Simulations (Scarchilli et al. 1996) and observations allow definitions of regions in the subspace of three or more variables (triplet *Z,* *Z*_{DR}, *K*_{DP} in the cited reference) whereby hydrometeors of one type prevail. Nonetheless, direct partition (i.e., creation of boundaries) in larger than two-dimensional subspaces is quite complex and, to our knowledge, has not yet been attempted. Moreover, two-dimensional partitioning is readily visualized, and therefore, the connection between changes in the boundaries and the corresponding effects on classification becomes apparent. This is important for the evolution of the algorithm, which requires numerous iterations, and this visual-cognitive feedback can lead to a rapid convergence toward satisfactory performance. Accordingly, we have defined 2D weighting functions *W*_{j}(*Z*_{h}, *Y*_{i}) where *Z*_{h} is the reflectivity factor for horizontally polarized waves, and *Y*_{i} is one of the other five variables.

*W*

_{j}

*Z*

_{h}

*Z*

_{DR}

*W*

_{j}

*Z*

_{h}

*W*

_{j}

*Z*

_{DR}

*Z*

_{h}

As an example, the shape of the weighting function for the class “moderate rain” (Straka et al. 2000) is plotted in Fig. 1. Here, *W*_{MR}(*Z*_{h}) = 1 for *Z*_{h} between 35 and 45 dB*z*; from these boundaries, the weighting function decreases linearly (with the slope of 0.2 dB^{−1}) so that if *Z*_{h} is displaced by 5 dB from the boundary, it reaches 0. The conditional weighting functions are also trapezoidal except the coordinates defining each trapezoid (Fig. 1) depend on the value of *Z*_{h}; the decrease of *W*_{MR}(*Z*_{DR} | *Z*_{h}) from 1 to 0 occurs over the interval of 0.3 dB in *Z*_{DR}.

In a similar way, all other 2D weighting functions are defined on, altogether, five pairs of variables. All the “a priory” and “conditional” *W*s are trapezoids whose top vertices are prescribed by the diagrams in Straka et al. (2000) in a similar manner, as explained in the previous paragraph.

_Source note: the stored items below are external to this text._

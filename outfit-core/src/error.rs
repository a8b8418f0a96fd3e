use thiserror::Error;

/// Errors surfaced by the decision engine and the provider client.
///
/// The rule resolver, slot selector and tip generator never produce these;
/// they always resolve to something recommendable.
#[derive(Debug, Clone, PartialEq, Eq, Error)]
pub enum EngineError {
    /// A raw provider sample is missing a required field or carries an unusable value.
    #[error("provider data error: field `{field}` {reason}")]
    ProviderData { field: &'static str, reason: String },

    #[error("forecast contained no samples to aggregate")]
    EmptyForecast,

    /// Non-success provider response. `status` is `None` when the request never got a response.
    #[error("weather provider unavailable{}: {message}", fmt_status(.status))]
    ProviderUnavailable { status: Option<u16>, message: String },

    #[error("outfit prediction failed: {0}")]
    Prediction(String),
}

fn fmt_status(status: &Option<u16>) -> String {
    status.map(|s| format!(" (status {s})")).unwrap_or_default()
}

impl EngineError {
    pub(crate) fn missing(field: &'static str) -> Self {
        Self::ProviderData { field, reason: "is missing".to_string() }
    }

    pub(crate) fn invalid(field: &'static str, reason: impl Into<String>) -> Self {
        Self::ProviderData { field, reason: reason.into() }
    }
}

The weighting functions overlap and intersect at the value of ½. Some minor deviations from these diagrams have evolved in the course of this work.

The increments in the polarimetric variables over which various weighting functions change from 1 to 0 (or vice versa) are listed in Table 1. These were obtained in a subjective manner from experience, examination of scattergrams, and consideration of statistical errors in estimates of the polarimetric variables.

Tests of the algorithm demonstrated that the zero degree isotherm of the environmental temperature was often above the one inferred by the location of the melting layer (which is lowered by the downdraft). This can produce inconsistent weighting functions. To avoid such contradictions, we modify the environmental temperature profile so that its zero degree height coincides with the minimum of *ρ*_{hv}. That is, in cases where the vertical cross section of *ρ*_{hv} shows a well-defined melting zone (Zrnic et al. 1993), a vertical profile through the melting zone is constructed, and the location of its minimum is found. In this way, the heights of the melting layer bottom obtained from the temperature and polarimetric measurements are forced to coincide. But through convective cores, the melting zone is lifted in the updraft and lowered in the downdraft and, thus, offset from the imposed zero *T* height. Nonetheless, the polarimetric variables have such strong signatures in the convective cell that their weighting functions overwhelm the temperature's, and hence, the offset does not affect the outcome of classification. We emphasis that it is not necessary to have an actual temperature profile. A standard atmosphere profile suffices if it is modified to have the zero isotherm at a heigh determined by the radar.

The weighting functions of temperature are rooted in physical principles and are also trapezoidal, except the ones for rain are open ended at temperatures larger than 0°C. We have tabulated the transition points of the weighting trapezoidal functions in Table 2, whereas Fig. 2 relates the tabulated values to the typical trapezoidal weights.

Currently, there are 11 hydrometeor classes that build on the synthesis in Straka et al. (2000). The hydrometeor classes are

light rain (LR < 5 mm h

^{−1}),moderate rain (MR: 5 to 30 mm h

^{−1}),heavy rain (HR > 30 mm h

^{−1}),rain dominated by large drops (LD),

rain/hail mixture (R/H),

graupel and/or small hail (GSH),

hail (HA),

dry snow (DS),

wet snow (WS),

horizontally oriented ice crystals (ICH), and

vertically oriented ice crystals (ICV).

The real-time version of this algorithm implemented on the S-Pol radar (Vivekanandan et al. 1999) differs in some categories. Drizzle, cloud drops, supercooled droplets, irregular ice crystals, and insects are additional classes of scatterers, but there is no distinction between horizontally and vertically oriented ice crystals, nor is there a category for rain with large drops. Vertical orientation of crystals is caused by strong electric fields and their presence might be a precursor to the onset of lightning. The extra hydrometeor categories for the S-Pol radar may be possible because it measures *L*_{DR}, which is not available on the Cimarron radar.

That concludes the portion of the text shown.